**Stored items**
-- Opening Marker --

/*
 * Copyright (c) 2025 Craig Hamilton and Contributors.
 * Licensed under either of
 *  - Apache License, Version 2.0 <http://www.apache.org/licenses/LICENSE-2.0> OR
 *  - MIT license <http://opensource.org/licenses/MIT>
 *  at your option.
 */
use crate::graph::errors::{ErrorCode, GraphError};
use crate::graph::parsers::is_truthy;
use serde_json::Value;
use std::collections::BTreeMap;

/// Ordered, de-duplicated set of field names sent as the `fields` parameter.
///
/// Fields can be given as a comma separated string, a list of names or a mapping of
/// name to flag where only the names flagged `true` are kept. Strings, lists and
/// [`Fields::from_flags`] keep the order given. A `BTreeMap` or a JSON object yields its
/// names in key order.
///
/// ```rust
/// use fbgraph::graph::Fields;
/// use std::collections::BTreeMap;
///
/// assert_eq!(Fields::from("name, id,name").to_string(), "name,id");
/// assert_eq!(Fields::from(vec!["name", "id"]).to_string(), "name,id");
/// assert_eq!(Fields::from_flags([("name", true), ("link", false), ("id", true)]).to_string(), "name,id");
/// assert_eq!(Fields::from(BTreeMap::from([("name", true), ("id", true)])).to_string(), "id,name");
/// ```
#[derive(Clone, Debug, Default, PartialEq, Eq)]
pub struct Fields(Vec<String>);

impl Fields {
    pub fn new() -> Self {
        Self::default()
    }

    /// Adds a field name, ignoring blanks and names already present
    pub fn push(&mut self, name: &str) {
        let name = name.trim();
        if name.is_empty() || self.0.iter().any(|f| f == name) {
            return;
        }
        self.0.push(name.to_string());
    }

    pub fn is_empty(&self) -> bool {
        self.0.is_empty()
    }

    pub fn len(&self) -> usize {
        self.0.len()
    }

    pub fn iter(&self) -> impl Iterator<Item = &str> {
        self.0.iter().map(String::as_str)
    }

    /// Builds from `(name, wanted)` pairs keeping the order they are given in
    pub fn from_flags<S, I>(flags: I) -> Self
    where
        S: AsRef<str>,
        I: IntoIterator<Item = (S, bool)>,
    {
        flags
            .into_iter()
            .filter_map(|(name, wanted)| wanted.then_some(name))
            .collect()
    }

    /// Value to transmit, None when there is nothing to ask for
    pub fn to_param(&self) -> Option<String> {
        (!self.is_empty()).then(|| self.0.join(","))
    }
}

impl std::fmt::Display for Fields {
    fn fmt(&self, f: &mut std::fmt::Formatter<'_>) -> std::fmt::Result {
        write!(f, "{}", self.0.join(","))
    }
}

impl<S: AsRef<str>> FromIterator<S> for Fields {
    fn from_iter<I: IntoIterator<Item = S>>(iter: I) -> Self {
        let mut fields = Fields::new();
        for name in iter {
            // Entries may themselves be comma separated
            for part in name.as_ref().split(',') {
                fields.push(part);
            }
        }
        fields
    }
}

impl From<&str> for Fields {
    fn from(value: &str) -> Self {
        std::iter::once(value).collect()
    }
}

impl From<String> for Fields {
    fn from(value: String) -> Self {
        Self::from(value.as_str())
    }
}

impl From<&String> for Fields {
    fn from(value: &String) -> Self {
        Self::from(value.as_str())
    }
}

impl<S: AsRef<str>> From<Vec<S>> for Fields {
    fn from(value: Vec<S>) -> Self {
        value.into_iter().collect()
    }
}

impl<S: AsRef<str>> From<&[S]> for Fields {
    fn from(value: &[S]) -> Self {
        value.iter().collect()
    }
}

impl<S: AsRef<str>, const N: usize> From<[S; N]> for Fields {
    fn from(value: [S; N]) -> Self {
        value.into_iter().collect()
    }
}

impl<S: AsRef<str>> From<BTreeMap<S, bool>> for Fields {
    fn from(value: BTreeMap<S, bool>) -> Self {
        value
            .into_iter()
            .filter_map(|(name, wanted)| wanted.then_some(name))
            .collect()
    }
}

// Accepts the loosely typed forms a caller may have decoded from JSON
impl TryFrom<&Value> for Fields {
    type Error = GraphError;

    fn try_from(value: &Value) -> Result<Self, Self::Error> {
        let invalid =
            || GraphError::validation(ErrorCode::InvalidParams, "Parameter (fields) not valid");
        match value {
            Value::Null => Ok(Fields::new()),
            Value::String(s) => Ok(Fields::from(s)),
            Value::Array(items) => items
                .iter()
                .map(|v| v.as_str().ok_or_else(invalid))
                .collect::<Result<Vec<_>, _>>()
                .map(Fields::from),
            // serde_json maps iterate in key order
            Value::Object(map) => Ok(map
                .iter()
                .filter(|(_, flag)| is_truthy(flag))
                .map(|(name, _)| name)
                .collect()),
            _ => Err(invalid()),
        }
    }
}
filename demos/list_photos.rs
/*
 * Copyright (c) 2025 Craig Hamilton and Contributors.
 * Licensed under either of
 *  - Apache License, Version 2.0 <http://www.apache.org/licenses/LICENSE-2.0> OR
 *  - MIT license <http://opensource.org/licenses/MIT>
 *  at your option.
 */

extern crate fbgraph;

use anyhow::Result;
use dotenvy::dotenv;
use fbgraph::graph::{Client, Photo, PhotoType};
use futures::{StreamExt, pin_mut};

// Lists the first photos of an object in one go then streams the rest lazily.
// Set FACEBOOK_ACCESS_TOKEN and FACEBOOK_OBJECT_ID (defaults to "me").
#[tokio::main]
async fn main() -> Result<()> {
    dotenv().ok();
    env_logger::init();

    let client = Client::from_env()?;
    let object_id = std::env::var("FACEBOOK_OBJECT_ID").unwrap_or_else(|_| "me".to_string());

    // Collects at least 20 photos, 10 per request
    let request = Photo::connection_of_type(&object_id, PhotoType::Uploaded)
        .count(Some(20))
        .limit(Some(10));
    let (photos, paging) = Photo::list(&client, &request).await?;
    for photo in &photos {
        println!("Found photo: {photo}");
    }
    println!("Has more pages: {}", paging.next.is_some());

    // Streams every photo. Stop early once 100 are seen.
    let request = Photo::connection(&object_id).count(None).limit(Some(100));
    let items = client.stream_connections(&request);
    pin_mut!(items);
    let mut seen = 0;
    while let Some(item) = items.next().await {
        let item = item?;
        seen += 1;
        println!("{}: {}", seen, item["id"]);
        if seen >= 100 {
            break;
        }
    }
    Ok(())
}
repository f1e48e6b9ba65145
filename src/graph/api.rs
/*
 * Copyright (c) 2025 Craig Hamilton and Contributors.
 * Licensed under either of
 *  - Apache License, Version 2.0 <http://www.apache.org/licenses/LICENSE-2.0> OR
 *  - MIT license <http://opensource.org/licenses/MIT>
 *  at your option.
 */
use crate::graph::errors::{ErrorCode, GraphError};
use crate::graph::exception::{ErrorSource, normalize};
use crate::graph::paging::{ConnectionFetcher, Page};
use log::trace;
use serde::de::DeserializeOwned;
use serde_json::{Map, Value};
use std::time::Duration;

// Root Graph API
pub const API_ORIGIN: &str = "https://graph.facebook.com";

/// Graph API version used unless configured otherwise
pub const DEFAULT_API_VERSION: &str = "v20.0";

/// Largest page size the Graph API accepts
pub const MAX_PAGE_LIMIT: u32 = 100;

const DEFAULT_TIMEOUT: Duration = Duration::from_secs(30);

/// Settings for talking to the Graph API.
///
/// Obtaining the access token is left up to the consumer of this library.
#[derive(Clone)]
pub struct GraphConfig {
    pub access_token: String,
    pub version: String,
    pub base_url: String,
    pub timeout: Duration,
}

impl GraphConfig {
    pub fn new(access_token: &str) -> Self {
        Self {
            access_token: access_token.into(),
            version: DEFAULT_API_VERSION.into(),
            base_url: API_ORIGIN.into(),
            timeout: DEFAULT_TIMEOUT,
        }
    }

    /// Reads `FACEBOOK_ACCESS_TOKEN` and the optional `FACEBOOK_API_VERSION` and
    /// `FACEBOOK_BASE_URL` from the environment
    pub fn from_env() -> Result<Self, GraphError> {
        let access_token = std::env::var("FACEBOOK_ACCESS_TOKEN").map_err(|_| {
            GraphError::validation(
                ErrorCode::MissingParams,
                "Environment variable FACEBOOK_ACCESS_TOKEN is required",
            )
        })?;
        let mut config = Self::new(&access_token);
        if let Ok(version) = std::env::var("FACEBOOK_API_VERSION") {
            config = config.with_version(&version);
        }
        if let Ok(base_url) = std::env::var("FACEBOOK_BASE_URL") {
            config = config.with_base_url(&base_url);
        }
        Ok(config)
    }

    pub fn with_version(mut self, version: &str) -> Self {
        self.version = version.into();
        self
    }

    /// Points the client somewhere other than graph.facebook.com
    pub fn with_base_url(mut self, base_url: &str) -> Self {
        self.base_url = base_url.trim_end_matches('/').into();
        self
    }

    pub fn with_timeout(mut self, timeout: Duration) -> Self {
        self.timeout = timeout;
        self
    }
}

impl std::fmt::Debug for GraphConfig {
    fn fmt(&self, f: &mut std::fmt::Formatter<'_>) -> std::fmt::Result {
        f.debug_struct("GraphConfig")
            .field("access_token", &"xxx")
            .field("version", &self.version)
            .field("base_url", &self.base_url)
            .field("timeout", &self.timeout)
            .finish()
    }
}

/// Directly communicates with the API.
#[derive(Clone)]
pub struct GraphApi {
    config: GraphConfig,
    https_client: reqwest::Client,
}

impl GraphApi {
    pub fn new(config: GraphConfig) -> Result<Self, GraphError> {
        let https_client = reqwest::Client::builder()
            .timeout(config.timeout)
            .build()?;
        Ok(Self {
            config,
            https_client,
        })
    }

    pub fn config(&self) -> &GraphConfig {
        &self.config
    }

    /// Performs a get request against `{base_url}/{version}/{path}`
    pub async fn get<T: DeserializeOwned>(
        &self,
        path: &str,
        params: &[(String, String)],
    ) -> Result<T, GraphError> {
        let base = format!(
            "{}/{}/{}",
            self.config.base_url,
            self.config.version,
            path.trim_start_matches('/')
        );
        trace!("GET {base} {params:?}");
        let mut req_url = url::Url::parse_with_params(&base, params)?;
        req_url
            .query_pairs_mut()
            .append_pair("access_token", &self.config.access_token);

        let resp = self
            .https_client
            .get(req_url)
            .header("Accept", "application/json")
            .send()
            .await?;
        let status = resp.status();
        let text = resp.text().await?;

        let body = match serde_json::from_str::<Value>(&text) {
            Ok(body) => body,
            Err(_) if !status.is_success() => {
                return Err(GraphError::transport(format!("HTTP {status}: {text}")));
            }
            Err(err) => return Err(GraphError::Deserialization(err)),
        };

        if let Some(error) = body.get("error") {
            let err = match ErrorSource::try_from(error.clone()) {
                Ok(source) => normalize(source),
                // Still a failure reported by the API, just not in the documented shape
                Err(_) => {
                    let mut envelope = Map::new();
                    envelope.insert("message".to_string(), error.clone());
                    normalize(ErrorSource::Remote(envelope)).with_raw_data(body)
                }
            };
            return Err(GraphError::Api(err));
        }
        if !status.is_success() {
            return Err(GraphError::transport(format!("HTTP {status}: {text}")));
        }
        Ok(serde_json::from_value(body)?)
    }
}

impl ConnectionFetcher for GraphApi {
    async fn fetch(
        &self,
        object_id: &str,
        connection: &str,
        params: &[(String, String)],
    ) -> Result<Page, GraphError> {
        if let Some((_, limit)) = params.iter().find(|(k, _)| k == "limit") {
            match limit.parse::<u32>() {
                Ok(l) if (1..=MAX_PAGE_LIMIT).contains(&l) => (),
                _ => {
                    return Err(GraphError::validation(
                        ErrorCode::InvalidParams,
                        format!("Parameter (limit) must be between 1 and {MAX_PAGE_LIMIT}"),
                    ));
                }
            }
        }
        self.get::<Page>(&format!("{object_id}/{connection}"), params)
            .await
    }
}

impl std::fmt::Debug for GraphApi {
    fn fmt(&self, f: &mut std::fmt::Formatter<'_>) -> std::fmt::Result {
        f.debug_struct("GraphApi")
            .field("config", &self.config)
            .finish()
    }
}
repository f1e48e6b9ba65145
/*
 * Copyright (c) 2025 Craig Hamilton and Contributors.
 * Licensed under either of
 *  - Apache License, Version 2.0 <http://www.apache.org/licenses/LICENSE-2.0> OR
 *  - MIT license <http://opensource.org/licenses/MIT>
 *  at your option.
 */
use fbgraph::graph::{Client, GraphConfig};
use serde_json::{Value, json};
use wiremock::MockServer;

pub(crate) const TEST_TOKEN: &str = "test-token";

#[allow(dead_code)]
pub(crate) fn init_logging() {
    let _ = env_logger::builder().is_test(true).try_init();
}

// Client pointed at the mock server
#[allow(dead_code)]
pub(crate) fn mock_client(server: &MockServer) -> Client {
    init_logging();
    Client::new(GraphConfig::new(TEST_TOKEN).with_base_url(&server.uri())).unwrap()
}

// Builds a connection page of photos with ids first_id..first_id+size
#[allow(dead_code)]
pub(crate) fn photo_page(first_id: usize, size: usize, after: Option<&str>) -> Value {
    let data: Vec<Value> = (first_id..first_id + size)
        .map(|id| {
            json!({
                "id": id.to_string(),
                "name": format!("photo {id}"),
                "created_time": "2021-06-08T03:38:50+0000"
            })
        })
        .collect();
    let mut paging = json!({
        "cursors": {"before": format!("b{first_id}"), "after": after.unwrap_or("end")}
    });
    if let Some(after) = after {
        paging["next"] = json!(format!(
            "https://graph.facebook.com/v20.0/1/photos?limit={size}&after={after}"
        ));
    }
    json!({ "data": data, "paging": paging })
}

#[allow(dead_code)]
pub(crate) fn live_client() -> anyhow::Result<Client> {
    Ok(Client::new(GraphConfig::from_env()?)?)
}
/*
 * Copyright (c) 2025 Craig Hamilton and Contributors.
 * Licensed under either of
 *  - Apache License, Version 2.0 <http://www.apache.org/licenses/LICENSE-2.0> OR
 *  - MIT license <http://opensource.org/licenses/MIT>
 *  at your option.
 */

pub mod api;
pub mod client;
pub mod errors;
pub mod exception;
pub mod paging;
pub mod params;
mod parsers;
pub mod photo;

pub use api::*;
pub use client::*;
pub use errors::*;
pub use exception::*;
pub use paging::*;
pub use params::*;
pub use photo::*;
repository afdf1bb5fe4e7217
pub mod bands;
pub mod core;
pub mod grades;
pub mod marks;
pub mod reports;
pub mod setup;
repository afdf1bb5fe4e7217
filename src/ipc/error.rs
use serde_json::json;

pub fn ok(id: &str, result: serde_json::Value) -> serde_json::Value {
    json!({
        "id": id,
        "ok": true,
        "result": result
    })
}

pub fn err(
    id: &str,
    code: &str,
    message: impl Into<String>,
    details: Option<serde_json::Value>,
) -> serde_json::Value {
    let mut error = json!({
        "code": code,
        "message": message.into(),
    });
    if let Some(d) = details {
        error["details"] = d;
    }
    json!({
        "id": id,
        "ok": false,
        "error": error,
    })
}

-- Closing Marker --

**PROBLEM STATEMENT**
Show each line in the entries that holds the string "println".

**EXERCISE OUTPUT**
        println!("Found photo: {photo}");
    println!("Has more pages: {}", paging.next.is_some());
        println!("{}: {}", seen, item["id"]);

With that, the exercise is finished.